An immunisation clinic: care, comfort and convenience

Child immunisation is predominantly provided in primary care by health visitors, practice nurses and general practitioners. Immunisation queries are dealt with in several ways depending on local expertise, for example telephone advice (health protection unit or community paediatrician) or by a clinic visit (general paediatric or immunisation clinic).

In Stockport a referral service for immunisation has existed for over 15 years. Children are assessed, investigated and immunised as appropriate, either in the clinic or under observed conditions on the paediatric ward. The service has close links with clinical and laboratory immunology services.

Most children who attend the immunisation clinic are well. They may have an underlying medical condition that affects their immunisation schedule or have an immunisation problem causing parental anxiety.

We undertook a postal satisfaction survey of parents whose children attended the clinic between April 2005 and November 2005. A questionnaire was constructed to measure clinical quality1 and outpatient department satisfaction, and it was sent to parents 2 weeks after their child completed his/her episode of care. It assessed five domains using a 5‐point Likert scale rated from “poor” to “excellent”. Domains included “pre‐arrival” (information, convenience of appointment time and location), “on arrival” (directions to clinic, promptness of attention and waiting time), “amenities” (quality of refreshments, toys, toilet and disabled facilities), “consultant care” (privacy, listening, use of plain language and involvement in decision making) and “clinic care” (cleanliness, courtesy and understanding the child's needs).

Seventy nine of the 149 (53%) questionnaires were returned. Of the 79 children, 37 (47%) were male, 42 (53%) were female and 50 (63%) were less than 2 years of age.

Satisfaction with clinical care was high (satisfaction score 4.6). Comments by parents suggested that teamwork and having sufficient time to discuss immunisation were important factors. In England lack of time to discuss immunisation with a health care professional is one of the commonest causes of dissatisfaction with the immunisation visit.2

figure ac115600.f1
Figure 1 Satisfaction scores for the immunisation clinic.

The “amenities” domain was the lowest scoring (satisfaction score 3.9). Important factors included lack of refreshments (the clinic is located some distance from the canteen) and problems with car parking. Car parking is important for parents with young children and this problem has been reported previously.3 We suspect that it is an important issue in many paediatric outpatient departments.
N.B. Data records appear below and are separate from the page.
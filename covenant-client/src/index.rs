//! Agreement id index.
//!
//! All known agreement ids live as one JSON array under the well-known
//! `contract_keys` ledger key. Append is read-modify-write: two concurrent
//! writers can race and the later write wins, which the single-writer-per-
//! session model accepts. A corrupt index never takes the client down; it
//! reads as empty and is rebuilt by the next append.

use std::sync::Arc;

use tracing::{debug, warn};

use covenant_core::INDEX_KEY;

use crate::error::ClientError;
use crate::ledger::{LedgerReader, LedgerWriter};

/// The enumerable set of agreement ids, append-only.
pub struct AgreementIndex<L> {
    ledger: Arc<L>,
}

impl<L> AgreementIndex<L> {
    /// Wrap a ledger handle.
    pub fn new(ledger: Arc<L>) -> Self {
        Self { ledger }
    }
}

impl<L: LedgerReader> AgreementIndex<L> {
    /// All known ids, in append order.
    ///
    /// An absent index reads as empty. An unparsable one is logged and also
    /// reads as empty rather than failing every listing.
    pub async fn list_ids(&self) -> Result<Vec<String>, ClientError> {
        let bytes = self.ledger.get_data(INDEX_KEY).await?;
        if bytes.is_empty() {
            return Ok(Vec::new());
        }
        match parse_ids(&bytes) {
            Ok(ids) => Ok(ids),
            Err(e) => {
                warn!(error = %e, "Agreement index unparsable, reading as empty");
                Ok(Vec::new())
            }
        }
    }
}

impl<L: LedgerWriter> AgreementIndex<L> {
    /// Append an id: fetch the current array, push, write back.
    ///
    /// Not atomic against concurrent writers; the later write wins.
    pub async fn append_id(&self, id: &str) -> Result<(), ClientError> {
        let mut ids = self.list_ids().await?;
        ids.push(id.to_string());
        let bytes = serde_json::to_vec(&ids)?;
        self.ledger.set_data(INDEX_KEY, &bytes).await?;
        debug!(id = %id, total = ids.len(), "Appended agreement id to index");
        Ok(())
    }
}

fn parse_ids(bytes: &[u8]) -> Result<Vec<String>, ClientError> {
    serde_json::from_slice(bytes).map_err(|e| ClientError::IndexCorrupt(e.to_string()))
}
Similar surveys4,5,6 have identified high levels of satisfaction with clinical care. This survey highlighted to us that non‐clinical factors are important for patient experience and that small changes within the clinic can lead to perceptible improvements for patients.


Competing interests: None


1. American Board of Internal Medicine Using patient satisfaction questionnaires (PSQs) for recertification. Philadelphia: ABIM, 2002, (accessed 4 April 2007)
2. Yarwood J, Noakes K, Kennedy D. et al Tracking mothers' attitudes to childhood immunisation 1991–2001. Vaccine 2005. 235670–5687.5687 [PubMed]
3. Witchell L, Lester S. Ask the children – auditing children's services with PALS standards. Paediatr Nurs 2005. 1734–36.36 [PubMed]
4. De Bruin C, Howell F, Bedford D. et al Outpatient experiences in acute hospitals. Irish J Med Sci 2002. 17189–93.93 [PubMed]
5. Robinson R O, Edwards M, Madigan C. et al Audit of a children's epilepsy clinic. Dev Med Child Neurol 2000. 42387–391.391 [PubMed]
6. Sullivan P B, Burnett C A, Juszcak E. Parent satisfaction in a nurse led clinic compared with a paediatric gastroenterology clinic for the management of intractable, functional constipation. Arch Dis Child 2006. 91499–501.501 [PMC free article] [PubMed]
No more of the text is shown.